CRS Tracing Policies 

CRS Tracing Policies are specialized configurations designed for the Qualys Container Runtime Sensor (CRS) to monitor and track file activities within Kubernetes clusters. These policies help detect security breaches, unauthorized file changes, and potential threats in real-time by capturing specific events. Below tracing policies are created for File Integrity Monitoring (FIM) and CRS preview mode, they ensure comprehensive visibility into containerized environments, enabling quick detection of policy violations and safeguarding against runtime threats.

Tracing Policies Examples

To see CRS and FIM Tracing Policies, refer to Appendix: Tracing Policies.

Applying Tracing Policies

Follow the steps mentioned below to apply a tracing policy.

1. Save the YAML file of the tracing policy provided below.
2. Use the kubectl command to apply the tracing policy in your Kubernetes cluster. 
   kubectl apply -f <policy-file>.yaml
   
   Example:
   kubectl apply -f file-events.yaml
3. Check if the tracing policy has been successfully applied.
   kubectl get tracingpolicies -n <namespace>

Removing Tracing Policies

Follow the steps given below to remove the tracing policies.

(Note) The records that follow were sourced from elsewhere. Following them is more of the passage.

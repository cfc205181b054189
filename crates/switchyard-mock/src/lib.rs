// SPDX-FileCopyrightText: 2026 Switchyard Contributors
// SPDX-License-Identifier: MIT OR Apache-2.0

//! Offline model gateway for Switchyard.
//!
//! `MockGateway` answers every prompt locally with a deterministic,
//! tier-specific message, so the full routing pipeline can run without
//! credentials or network access.

use async_trait::async_trait;
use tracing::debug;

use switchyard_core::{ComplexityTier, ModelGateway, ModelInfo, SwitchyardError};

/// Number of prompt characters echoed back in a mock response.
const ECHO_CHARS: usize = 30;

/// Deterministic gateway with one fixed model per tier.
#[derive(Debug, Clone, Copy, Default)]
pub struct MockGateway;

impl MockGateway {
    pub fn new() -> Self {
        Self
    }

    fn tier_for_model(model: &str) -> Option<ComplexityTier> {
        ComplexityTier::ALL
            .into_iter()
            .find(|&tier| model_for(tier) == model)
    }
}

fn model_for(tier: ComplexityTier) -> &'static str {
    match tier {
        ComplexityTier::Simple => "mock-simple",
        ComplexityTier::Medium => "mock-medium",
        ComplexityTier::Advanced => "mock-advanced",
    }
}

fn max_tokens_for(tier: ComplexityTier) -> u32 {
    match tier {
        ComplexityTier::Simple => 2048,
        ComplexityTier::Medium => 4096,
        ComplexityTier::Advanced => 8192,
    }
}

#[async_trait]
impl ModelGateway for MockGateway {
    fn name(&self) -> &str {
        "mock"
    }

    fn model_name(&self, tier: ComplexityTier) -> &str {
        model_for(tier)
    }

    fn models(&self) -> Vec<ModelInfo> {
        ComplexityTier::ALL
            .into_iter()
            .map(|tier| ModelInfo {
                tier,
                name: model_for(tier).to_string(),
                max_output_tokens: max_tokens_for(tier),
            })
            .collect()
    }

    async fn generate_with_model(
        &self,
        prompt: &str,
        model: &str,
    ) -> Result<String, SwitchyardError> {
        let head: String = prompt.chars().take(ECHO_CHARS).collect();
        let text = match Self::tier_for_model(model) {
            Some(ComplexityTier::Simple) => format!("Simple mock response for: {head}..."),
            Some(ComplexityTier::Medium) => {
                format!("Medium mock response with more detail for: {head}...")
            }
            Some(ComplexityTier::Advanced) => {
                format!("Advanced mock response with comprehensive analysis for: {head}...")
            }
            None => "Unknown model level".to_string(),
        };
        debug!(model, chars = text.chars().count(), "mock response generated");
        Ok(text)
    }
}
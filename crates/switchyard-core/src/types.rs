// SPDX-FileCopyrightText: 2026 Switchyard Contributors
// SPDX-License-Identifier: MIT OR Apache-2.0

//! Common types shared by the classifier, cache, gateways and routing engine.

use serde::{Deserialize, Serialize};
use strum::{Display, EnumString};

/// Capability/cost level of the underlying generation backend.
///
/// Ordered `Simple < Medium < Advanced`, which is also the escalation path.
#[derive(
    Debug,
    Clone,
    Copy,
    PartialEq,
    Eq,
    PartialOrd,
    Ord,
    Hash,
    Display,
    EnumString,
    Serialize,
    Deserialize,
)]
#[strum(serialize_all = "lowercase", ascii_case_insensitive)]
#[serde(rename_all = "lowercase")]
pub enum ComplexityTier {
    /// Cheap, fast model for short factual lookups.
    Simple,
    /// General-purpose model.
    Medium,
    /// Most capable (and most expensive) model.
    Advanced,
}

impl ComplexityTier {
    /// All tiers in escalation order.
    pub const ALL: [ComplexityTier; 3] = [
        ComplexityTier::Simple,
        ComplexityTier::Medium,
        ComplexityTier::Advanced,
    ];

    /// The next tier on the escalation path, or `None` at the top.
    pub fn upgrade(self) -> Option<ComplexityTier> {
        match self {
            ComplexityTier::Simple => Some(ComplexityTier::Medium),
            ComplexityTier::Medium => Some(ComplexityTier::Advanced),
            ComplexityTier::Advanced => None,
        }
    }

    /// Lower-case label used in cache records and results.
    pub fn as_str(self) -> &'static str {
        match self {
            ComplexityTier::Simple => "simple",
            ComplexityTier::Medium => "medium",
            ComplexityTier::Advanced => "advanced",
        }
    }
}

/// Description of the model a gateway serves for one tier.
#[derive(Debug, Clone, PartialEq, Eq, Serialize, Deserialize)]
pub struct ModelInfo {
    /// Tier this model is bound to.
    pub tier: ComplexityTier,
    /// Provider-specific model identifier.
    pub name: String,
    /// Upper bound on generated tokens for this tier.
    pub max_output_tokens: u32,
}

/// The unified record returned by every `route` call.
///
/// `complexity` is always the original classification label; `model` is the
/// model that actually produced `response`, which differs after an escalation.
#[derive(Debug, Clone, PartialEq, Serialize, Deserialize)]
pub struct RoutingResult {
    /// The query exactly as the caller passed it.
    pub query: String,
    /// Final response text (possibly a best-effort invalid response).
    pub response: String,
    /// Original complexity label (`simple`, `medium`, `advanced`, or a
    /// legacy cache label such as `unknown`).
    pub complexity: String,
    /// Model identifier that produced the response.
    #[serde(rename = "final_model", alias = "model")]
    pub model: String,
    /// Whether the response was served from the cache.
    pub cached: bool,
    /// Seconds since the Unix epoch. For cache hits, the time the entry was written.
    pub timestamp: f64,
    /// Number of tier escalations performed for this call.
    #[serde(default)]
    pub escalations: u32,
}

impl RoutingResult {
    /// Parses the complexity label back into a tier, if it is one.
    pub fn complexity_tier(&self) -> Option<ComplexityTier> {
        self.complexity.parse().ok()
    }
}

/// Current wall-clock time as fractional seconds since the Unix epoch.
pub fn unix_timestamp() -> f64 {
    chrono::Utc::now().timestamp_micros() as f64 / 1_000_000.0
}
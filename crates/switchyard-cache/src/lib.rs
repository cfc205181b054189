// SPDX-FileCopyrightText: 2026 Switchyard Contributors
// SPDX-License-Identifier: MIT OR Apache-2.0

//! Durable response cache for Switchyard.
//!
//! A single JSON file maps each exact query string to its last response, the
//! model that produced it, and the original complexity label. Entries are
//! never expired; [`ResponseCache::clear`] removes everything at once.

pub mod entry;
pub mod store;

pub use entry::CacheEntry;
pub use store::ResponseCache;
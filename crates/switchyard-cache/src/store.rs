// SPDX-FileCopyrightText: 2026 Switchyard Contributors
// SPDX-License-Identifier: MIT OR Apache-2.0

//! JSON-file backed response cache.
//!
//! The whole map lives in memory behind a mutex. Every `set` rewrites the
//! complete file through a temporary sibling that is atomically renamed over
//! the target, so readers only ever see a whole file.

use std::collections::BTreeMap;
use std::io::{ErrorKind, Write};
use std::path::{Path, PathBuf};
use std::sync::{Mutex, MutexGuard, PoisonError};

use switchyard_config::model::CacheConfig;
use switchyard_core::SwitchyardError;
use tracing::{debug, info};

use crate::entry::CacheEntry;

type EntryMap = BTreeMap<String, CacheEntry>;

/// Durable, full-history cache keyed by exact query text.
///
/// Keys are compared byte-for-byte: no trimming or case folding. A disabled
/// cache never touches the filesystem.
pub struct ResponseCache {
    enabled: bool,
    path: PathBuf,
    entries: Mutex<EntryMap>,
}

impl ResponseCache {
    /// Open the cache described by `config`.
    ///
    /// A missing file is an empty cache. An unreadable or corrupt file is a
    /// [`SwitchyardError::CacheIo`] so existing history is never silently dropped.
    pub fn open(config: &CacheConfig) -> Result<Self, SwitchyardError> {
        let path = PathBuf::from(&config.path);
        if !config.enabled {
            debug!("response cache disabled by configuration");
            return Ok(Self {
                enabled: false,
                path,
                entries: Mutex::new(EntryMap::new()),
            });
        }

        let entries = load_entries(&path)?;
        info!(path = %path.display(), entries = entries.len(), "response cache loaded");
        Ok(Self {
            enabled: true,
            path,
            entries: Mutex::new(entries),
        })
    }

    /// A cache that is permanently disabled.
    pub fn disabled() -> Self {
        Self {
            enabled: false,
            path: PathBuf::new(),
            entries: Mutex::new(EntryMap::new()),
        }
    }

    pub fn is_enabled(&self) -> bool {
        self.enabled
    }

    /// Path of the backing JSON file.
    pub fn path(&self) -> &Path {
        &self.path
    }

    /// Look up the entry stored under exactly `query`.
    pub fn get(&self, query: &str) -> Option<CacheEntry> {
        if !self.enabled {
            return None;
        }
        self.lock().get(query).cloned()
    }

    /// Insert or replace the entry for `query`, then rewrite the store.
    ///
    /// If the write fails the previous in-memory entry is restored and the
    /// error is returned, keeping memory and disk in agreement.
    pub fn set(
        &self,
        query: &str,
        response: &str,
        model: &str,
        complexity: &str,
    ) -> Result<(), SwitchyardError> {
        if !self.enabled {
            return Ok(());
        }

        let mut entries = self.lock();
        let previous = entries.insert(
            query.to_string(),
            CacheEntry::new(query, response, model, complexity),
        );

        if let Err(e) = write_entries(&self.path, &entries) {
            match previous {
                Some(old) => entries.insert(query.to_string(), old),
                None => entries.remove(query),
            };
            return Err(e);
        }

        info!(model, complexity, entries = entries.len(), "cache entry stored");
        Ok(())
    }

    /// Remove every entry and delete the backing file.
    pub fn clear(&self) -> Result<(), SwitchyardError> {
        if !self.enabled {
            return Ok(());
        }

        let mut entries = self.lock();
        match std::fs::remove_file(&self.path) {
            Ok(()) => {}
            Err(e) if e.kind() == ErrorKind::NotFound => {}
            Err(e) => {
                return Err(SwitchyardError::cache_io(
                    &self.path,
                    "failed to delete cache file",
                    e,
                ));
            }
        }
        let removed = entries.len();
        entries.clear();
        info!(removed, "response cache cleared");
        Ok(())
    }

    pub fn len(&self) -> usize {
        self.lock().len()
    }

    pub fn is_empty(&self) -> bool {
        self.lock().is_empty()
    }

    /// Snapshot of all entries, ordered by query.
    pub fn entries(&self) -> Vec<CacheEntry> {
        self.lock().values().cloned().collect()
    }

    fn lock(&self) -> MutexGuard<'_, EntryMap> {
        // The map is only mutated after a successful write or during rollback,
        // so a panic elsewhere cannot leave it half-updated.
        self.entries.lock().unwrap_or_else(PoisonError::into_inner)
    }
}

fn load_entries(path: &Path) -> Result<EntryMap, SwitchyardError> {
    let content = match std::fs::read_to_string(path) {
        Ok(content) => content,
        Err(e) if e.kind() == ErrorKind::NotFound => {
            debug!(path = %path.display(), "no cache file yet, starting empty");
            return Ok(EntryMap::new());
        }
        Err(e) => return Err(SwitchyardError::cache_io(path, "failed to read cache file", e)),
    };

    let mut entries: EntryMap = serde_json::from_str(&content)
        .map_err(|e| SwitchyardError::cache_io(path, "cache file is corrupt", e))?;

    for (query, entry) in entries.iter_mut() {
        if entry.query.is_empty() {
            entry.query = query.clone();
        }
    }
    Ok(entries)
}

fn write_entries(path: &Path, entries: &EntryMap) -> Result<(), SwitchyardError> {
    let dir = match path.parent() {
        Some(parent) if !parent.as_os_str().is_empty() => parent,
        _ => Path::new("."),
    };
    std::fs::create_dir_all(dir)
        .map_err(|e| SwitchyardError::cache_io(path, "failed to create cache directory", e))?;

    let json = serde_json::to_string_pretty(entries)
        .map_err(|e| SwitchyardError::cache_io(path, "failed to serialize cache", e))?;

    let mut tmp = tempfile::NamedTempFile::new_in(dir)
        .map_err(|e| SwitchyardError::cache_io(path, "failed to create temporary cache file", e))?;
    tmp.write_all(json.as_bytes())
        .and_then(|()| tmp.as_file().sync_all())
        .map_err(|e| SwitchyardError::cache_io(path, "failed to write cache file", e))?;
    tmp.persist(path)
        .map_err(|e| SwitchyardError::cache_io(path, "failed to replace cache file", e.error))?;
    Ok(())
}
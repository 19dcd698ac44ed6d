use crate::session::ModelSlot;
use std::path::PathBuf;

/// Failures raised by the inference and capture boundaries.
#[derive(Debug, thiserror::Error)]
pub enum InferenceError {
    #[error("candle: {0}")]
    Candle(#[from] candle_core::Error),
    #[error("failed to read {path}: {source}")]
    Io {
        path: PathBuf,
        source: std::io::Error,
    },
    #[error("invalid model metadata: {0}")]
    Metadata(#[from] serde_json::Error),
    #[error("failed to download {file} from {repo}: {reason}")]
    Download {
        repo: String,
        file: String,
        reason: String,
    },
    #[error("model file {0} not found and no hub repository configured")]
    MissingModel(PathBuf),
    #[error("model graph missing")]
    MissingGraph,
    #[error("model output {0} missing")]
    MissingOutput(String),
    #[error("unexpected output shape {0:?}")]
    OutputShape(Vec<usize>),
    #[error("expected {expected} class scores, got {got}")]
    ClassCount { expected: usize, got: usize },
    #[error("invalid probability {value} for {label}")]
    Probability { label: String, value: f32 },
    #[error("camera: {0}")]
    Camera(String),
}

/// Errors surfaced by the session controller. Each one is also rendered as
/// an advisory in the view.
#[derive(Debug, thiserror::Error)]
pub enum StyleMateError {
    #[error("failed to load {slot} model: {source}")]
    ModelLoadFailure {
        slot: ModelSlot,
        #[source]
        source: InferenceError,
    },
    #[error("failed to load face detector, face checks are off: {0}")]
    DetectorLoadFailure(#[source] InferenceError),
    #[error("failed to acquire webcam: {0}")]
    FrameSourceAcquisitionFailure(#[source] InferenceError),
    #[error("no model selected")]
    NoModelSelected,
    #[error("no frame available")]
    NoFrameAvailable,
    #[error("failed to decode {path}: {source}")]
    UploadDecodeFailure {
        path: PathBuf,
        #[source]
        source: image::ImageError,
    },
    #[error("inference failed: {0}")]
    InferenceFailure(#[from] InferenceError),
    #[error("inference worker is not running")]
    WorkerUnavailable,
}

pub type Result<T, E = StyleMateError> = std::result::Result<T, E>;
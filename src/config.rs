use crate::inference::ModelLocator;
use crate::session::{InputSource, ModelSlot};
use serde::{Deserialize, Serialize};
use std::{env, fs, path::Path, path::PathBuf};
use tracing::{debug, error};

#[derive(Serialize, Deserialize, Debug, Clone, PartialEq)]
#[serde(default)]
pub struct WebcamConfig {
    pub index: u32,
    pub width: u32,
    pub height: u32,
    pub mirror: bool,
}

impl Default for WebcamConfig {
    fn default() -> Self {
        Self {
            index: 0,
            width: 400,
            height: 300,
            mirror: true,
        }
    }
}

#[derive(Serialize, Deserialize, Debug, Clone, PartialEq)]
#[serde(default)]
pub struct GatingConfig {
    /// Face gates stay off unless a detector is configured.
    pub face_detector: Option<ModelLocator>,
    pub face_confidence: Option<f32>,
    pub min_face_size: Option<u32>,
    pub min_confidence: Option<f32>,
}

impl Default for GatingConfig {
    fn default() -> Self {
        Self {
            face_detector: None,
            face_confidence: Some(0.9),
            min_face_size: Some(50),
            min_confidence: Some(0.60),
        }
    }
}

#[derive(Serialize, Deserialize, Debug, Clone, PartialEq)]
#[serde(default)]
pub struct Config {
    pub initial_source: InputSource,
    pub face_shape_model: ModelLocator,
    pub personal_tone_model: ModelLocator,
    pub webcam: WebcamConfig,
    pub loop_fps: f32,
    pub gating: GatingConfig,
}

impl Default for Config {
    fn default() -> Self {
        Self {
            initial_source: InputSource::Webcam,
            face_shape_model: ModelLocator::local("models/model_1"),
            personal_tone_model: ModelLocator::local("models/model_2"),
            webcam: WebcamConfig::default(),
            loop_fps: 60.0,
            gating: GatingConfig::default(),
        }
    }
}

impl Config {
    pub fn locator(&self, slot: ModelSlot) -> &ModelLocator {
        match slot {
            ModelSlot::FaceShape => &self.face_shape_model,
            ModelSlot::PersonalTone => &self.personal_tone_model,
        }
    }
}

pub fn config_path() -> PathBuf {
    env::var_os("STYLEMATE_CONFIG_PATH")
        .map(PathBuf::from)
        .unwrap_or_else(|| PathBuf::from("stylemate.json"))
}

pub fn load_config_from(path: &Path) -> Config {
    if let Ok(data) = fs::read(path) {
        match serde_json::from_slice(&data) {
            Ok(cfg) => return cfg,
            Err(e) => error!("invalid config {}: {e}", path.display()),
        }
    } else {
        debug!(path = %path.display(), "no config file, using defaults");
    }
    Config::default()
}

pub fn load_config() -> Config {
    load_config_from(&config_path())
}

/// Writes `cfg` as pretty JSON, creating parent directories.
pub fn save_config_to(path: &Path, cfg: &Config) -> std::io::Result<()> {
    if let Some(parent) = path.parent() {
        fs::create_dir_all(parent)?;
    }
    let data = serde_json::to_vec_pretty(cfg)?;
    fs::write(path, data)
}

pub fn save_config(cfg: &Config) {
    let path = config_path();
    if let Err(e) = save_config_to(&path, cfg) {
        error!("failed to write config {}: {e}", path.display());
    }
}
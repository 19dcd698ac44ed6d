#![allow(dead_code)]

use std::collections::HashMap;
use std::sync::atomic::{AtomicBool, AtomicUsize, Ordering};
use std::sync::{Arc, Mutex};
use std::time::Duration;
use stylemate::camera::WebcamDevice;
use stylemate::config::Config;
use stylemate::inference::{
    Classifier, FaceBox, FaceDetector, InferenceProvider, ModelLocator, Prediction,
};
use stylemate::schedule::Schedule;
use stylemate::{Frame, InferenceError, SessionController};

pub const SETTLE: Duration = Duration::from_secs(5);

pub fn predictions(rows: &[(&str, f32)]) -> Vec<Prediction> {
    rows.iter().map(|(l, p)| Prediction::new(*l, *p)).collect()
}

pub fn face_shapes(top: f32) -> Vec<Prediction> {
    let rest = (1.0 - top) / 4.0;
    predictions(&[
        ("Oval", top),
        ("Round", rest),
        ("Square", rest),
        ("Heart", rest),
        ("Oblong", rest),
    ])
}

/// Classifier whose output can be swapped between calls.
pub struct ScriptedClassifier {
    output: Mutex<Vec<Prediction>>,
    class_count: usize,
    pub calls: AtomicUsize,
}

impl ScriptedClassifier {
    pub fn new(output: Vec<Prediction>) -> Arc<Self> {
        Arc::new(Self {
            class_count: output.len(),
            output: Mutex::new(output),
            calls: AtomicUsize::new(0),
        })
    }

    pub fn set_output(&self, output: Vec<Prediction>) {
        *self.output.lock().unwrap() = output;
    }

    pub fn calls(&self) -> usize {
        self.calls.load(Ordering::SeqCst)
    }
}

impl Classifier for ScriptedClassifier {
    fn class_count(&self) -> usize {
        self.class_count
    }

    fn classify(&self, _frame: &Frame) -> Result<Vec<Prediction>, InferenceError> {
        self.calls.fetch_add(1, Ordering::SeqCst);
        Ok(self.output.lock().unwrap().clone())
    }
}

pub struct ScriptedDetector {
    faces: Mutex<Vec<FaceBox>>,
}

impl ScriptedDetector {
    pub fn new(faces: Vec<FaceBox>) -> Arc<Self> {
        Arc::new(Self {
            faces: Mutex::new(faces),
        })
    }

    pub fn set_faces(&self, faces: Vec<FaceBox>) {
        *self.faces.lock().unwrap() = faces;
    }
}

impl FaceDetector for ScriptedDetector {
    fn detect(&self, _frame: &Frame, min_confidence: f32) -> Result<Vec<FaceBox>, InferenceError> {
        Ok(self
            .faces
            .lock()
            .unwrap()
            .iter()
            .copied()
            .filter(|f| f.confidence >= min_confidence)
            .collect())
    }
}

pub fn face(size: f32, confidence: f32) -> FaceBox {
    FaceBox {
        left: 10.0,
        top: 10.0,
        right: 10.0 + size,
        bottom: 10.0 + size,
        confidence,
    }
}

/// Provider keyed by locator directory; unknown locators fail to load.
#[derive(Default)]
pub struct ScriptedProvider {
    classifiers: HashMap<String, Arc<ScriptedClassifier>>,
    detector: Option<Arc<ScriptedDetector>>,
    pub loads: AtomicUsize,
    pub detector_loads: AtomicUsize,
}

impl ScriptedProvider {
    pub fn with_classifier(mut self, dir: &str, classifier: Arc<ScriptedClassifier>) -> Self {
        self.classifiers.insert(dir.to_string(), classifier);
        self
    }

    pub fn with_detector(mut self, detector: Arc<ScriptedDetector>) -> Self {
        self.detector = Some(detector);
        self
    }

    pub fn loads(&self) -> usize {
        self.loads.load(Ordering::SeqCst)
    }
}

impl InferenceProvider for ScriptedProvider {
    fn load_classifier(
        &self,
        locator: &ModelLocator,
    ) -> Result<Arc<dyn Classifier>, InferenceError> {
        self.loads.fetch_add(1, Ordering::SeqCst);
        let key = locator.dir.to_string_lossy().to_string();
        match self.classifiers.get(&key) {
            Some(c) => Ok(c.clone() as Arc<dyn Classifier>),
            None => Err(InferenceError::MissingModel(locator.dir.clone())),
        }
    }

    fn load_face_detector(
        &self,
        locator: &ModelLocator,
    ) -> Result<Arc<dyn FaceDetector>, InferenceError> {
        self.detector_loads.fetch_add(1, Ordering::SeqCst);
        match &self.detector {
            Some(d) => Ok(d.clone() as Arc<dyn FaceDetector>),
            None => Err(InferenceError::MissingModel(locator.dir.clone())),
        }
    }
}

#[derive(Default)]
pub struct WebcamProbe {
    pub fail: AtomicBool,
    pub frames_fail: AtomicBool,
    pub acquires: AtomicUsize,
    pub releases: AtomicUsize,
    pub ready: AtomicBool,
}

impl WebcamProbe {
    pub fn acquires(&self) -> usize {
        self.acquires.load(Ordering::SeqCst)
    }

    pub fn releases(&self) -> usize {
        self.releases.load(Ordering::SeqCst)
    }

    pub fn is_ready(&self) -> bool {
        self.ready.load(Ordering::SeqCst)
    }
}

pub struct FakeWebcam {
    probe: Arc<WebcamProbe>,
    size: (u32, u32),
}

impl FakeWebcam {
    pub fn new(probe: Arc<WebcamProbe>) -> Self {
        Self {
            probe,
            size: (0, 0),
        }
    }
}

impl WebcamDevice for FakeWebcam {
    fn acquire(&mut self, width: u32, height: u32, _mirror: bool) -> Result<(), InferenceError> {
        self.probe.acquires.fetch_add(1, Ordering::SeqCst);
        if self.probe.fail.load(Ordering::SeqCst) {
            return Err(InferenceError::Camera("permission denied".into()));
        }
        self.size = (width, height);
        self.probe.ready.store(true, Ordering::SeqCst);
        Ok(())
    }

    fn is_ready(&self) -> bool {
        self.probe.is_ready()
    }

    fn current_frame(&mut self) -> Result<Frame, InferenceError> {
        if !self.probe.is_ready() {
            return Err(InferenceError::Camera("camera not acquired".into()));
        }
        if self.probe.frames_fail.load(Ordering::SeqCst) {
            return Err(InferenceError::Camera("device disconnected".into()));
        }
        Ok(Frame::blank(self.size.0, self.size.1))
    }

    fn release(&mut self) {
        if self.probe.ready.swap(false, Ordering::SeqCst) {
            self.probe.releases.fetch_add(1, Ordering::SeqCst);
        }
    }
}

pub struct Harness {
    pub controller: SessionController,
    pub provider: Arc<ScriptedProvider>,
    pub webcam: Arc<WebcamProbe>,
    pub face_shape: Arc<ScriptedClassifier>,
    pub tone: Arc<ScriptedClassifier>,
}

pub fn config() -> Config {
    let mut cfg = Config::default();
    cfg.face_shape_model = ModelLocator::local("face");
    cfg.personal_tone_model = ModelLocator::local("tone");
    cfg
}

pub fn harness_with(cfg: Config, provider: ScriptedProvider) -> Harness {
    let face_shape = ScriptedClassifier::new(face_shapes(0.82));
    let tone = ScriptedClassifier::new(predictions(&[("Cool", 0.7), ("Warm", 0.3)]));
    let provider = Arc::new(
        provider
            .with_classifier("face", face_shape.clone())
            .with_classifier("tone", tone.clone()),
    );
    let webcam = Arc::new(WebcamProbe::default());
    let controller = SessionController::new(
        cfg,
        provider.clone(),
        Box::new(FakeWebcam::new(webcam.clone())),
    )
    .with_schedule(Schedule::Manual);
    Harness {
        controller,
        provider,
        webcam,
        face_shape,
        tone,
    }
}

pub fn harness() -> Harness {
    harness_with(config(), ScriptedProvider::default())
}

impl Harness {
    pub fn settle(&mut self) {
        assert!(self.controller.settle(SETTLE), "controller did not settle");
    }
}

1. Use the kubectl command to remove the tracing policy from your cluster.
   kubectl delete -f <policy-file>.yaml
   
   Example:
   kubectl delete -f file-events.yaml
2. Verify the removal of the policy.
   kubectl get tracingpolicies -n <namespace>

This ensures you can easily manage policies within your Kubernetes environment for optimal monitoring and security with CRS.